▶ _ACTION ITEM_: Transcribe every record without leaving anything out or changing a word.

▶ _LISTED ENTRIES_:

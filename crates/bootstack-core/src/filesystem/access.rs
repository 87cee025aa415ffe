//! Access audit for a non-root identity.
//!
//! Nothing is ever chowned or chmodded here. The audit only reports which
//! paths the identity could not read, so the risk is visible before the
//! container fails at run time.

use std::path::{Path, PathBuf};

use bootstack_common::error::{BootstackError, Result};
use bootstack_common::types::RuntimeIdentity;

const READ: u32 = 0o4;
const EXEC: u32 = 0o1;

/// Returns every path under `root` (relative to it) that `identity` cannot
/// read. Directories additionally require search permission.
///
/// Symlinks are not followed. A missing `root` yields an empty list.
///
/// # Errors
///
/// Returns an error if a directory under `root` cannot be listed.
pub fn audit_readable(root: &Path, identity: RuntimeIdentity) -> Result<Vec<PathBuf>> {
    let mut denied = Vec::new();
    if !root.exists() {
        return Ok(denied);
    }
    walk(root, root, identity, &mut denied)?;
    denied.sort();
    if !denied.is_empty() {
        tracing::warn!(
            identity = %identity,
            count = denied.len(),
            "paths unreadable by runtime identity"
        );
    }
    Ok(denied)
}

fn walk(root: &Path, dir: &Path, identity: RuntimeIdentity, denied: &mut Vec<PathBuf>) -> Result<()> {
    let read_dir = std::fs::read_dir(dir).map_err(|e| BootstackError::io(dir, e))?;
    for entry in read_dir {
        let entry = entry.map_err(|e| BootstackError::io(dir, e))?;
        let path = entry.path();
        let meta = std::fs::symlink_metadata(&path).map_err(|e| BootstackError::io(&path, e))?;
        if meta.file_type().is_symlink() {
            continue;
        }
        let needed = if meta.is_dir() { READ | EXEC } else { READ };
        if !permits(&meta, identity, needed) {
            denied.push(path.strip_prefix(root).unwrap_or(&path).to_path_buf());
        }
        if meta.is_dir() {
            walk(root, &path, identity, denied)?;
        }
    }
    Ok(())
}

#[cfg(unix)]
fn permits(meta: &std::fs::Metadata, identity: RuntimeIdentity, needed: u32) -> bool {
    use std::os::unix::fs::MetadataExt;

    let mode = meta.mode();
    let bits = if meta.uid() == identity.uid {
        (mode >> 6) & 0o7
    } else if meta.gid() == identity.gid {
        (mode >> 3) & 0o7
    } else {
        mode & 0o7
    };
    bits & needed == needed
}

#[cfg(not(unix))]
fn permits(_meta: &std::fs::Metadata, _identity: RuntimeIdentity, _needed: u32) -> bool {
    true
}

▶ _THE COMPLETED TASK_:
filename crates/bootstack-core/src/filesystem/access.rs
repository 87cee025aa415ffe
//! Access audit for a non-root identity.
//!
//! Nothing is ever chowned or chmodded here. The audit only reports which
//! paths the identity could not read, so the risk is visible before the
//! container fails at run time.

use std::path::{Path, PathBuf};

use bootstack_common::error::{BootstackError, Result};
use bootstack_common::types::RuntimeIdentity;

const READ: u32 = 0o4;
const EXEC: u32 = 0o1;

/// Returns every path under `root` (relative to it) that `identity` cannot
/// read. Directories additionally require search permission.
///
/// Symlinks are not followed. A missing `root` yields an empty list.
///
/// # Errors
///
/// Returns an error if a directory under `root` cannot be listed.
pub fn audit_readable(root: &Path, identity: RuntimeIdentity) -> Result<Vec<PathBuf>> {
    let mut denied = Vec::new();
    if !root.exists() {
        return Ok(denied);
    }
    walk(root, root, identity, &mut denied)?;
    denied.sort();
    if !denied.is_empty() {
        tracing::warn!(
            identity = %identity,
            count = denied.len(),
            "paths unreadable by runtime identity"
        );
    }
    Ok(denied)
}

fn walk(root: &Path, dir: &Path, identity: RuntimeIdentity, denied: &mut Vec<PathBuf>) -> Result<()> {
    let read_dir = std::fs::read_dir(dir).map_err(|e| BootstackError::io(dir, e))?;
    for entry in read_dir {
        let entry = entry.map_err(|e| BootstackError::io(dir, e))?;
        let path = entry.path();
        let meta = std::fs::symlink_metadata(&path).map_err(|e| BootstackError::io(&path, e))?;
        if meta.file_type().is_symlink() {
            continue;
        }
        let needed = if meta.is_dir() { READ | EXEC } else { READ };
        if !permits(&meta, identity, needed) {
            denied.push(path.strip_prefix(root).unwrap_or(&path).to_path_buf());
        }
        if meta.is_dir() {
            walk(root, &path, identity, denied)?;
        }
    }
    Ok(())
}

#[cfg(unix)]
fn permits(meta: &std::fs::Metadata, identity: RuntimeIdentity, needed: u32) -> bool {
    use std::os::unix::fs::MetadataExt;

    let mode = meta.mode();
    let bits = if meta.uid() == identity.uid {
        (mode >> 6) & 0o7
    } else if meta.gid() == identity.gid {
        (mode >> 3) & 0o7
    } else {
        mode & 0o7
    };
    bits & needed == needed
}

#[cfg(not(unix))]
fn permits(_meta: &std::fs::Metadata, _identity: RuntimeIdentity, _needed: u32) -> bool {
    true
}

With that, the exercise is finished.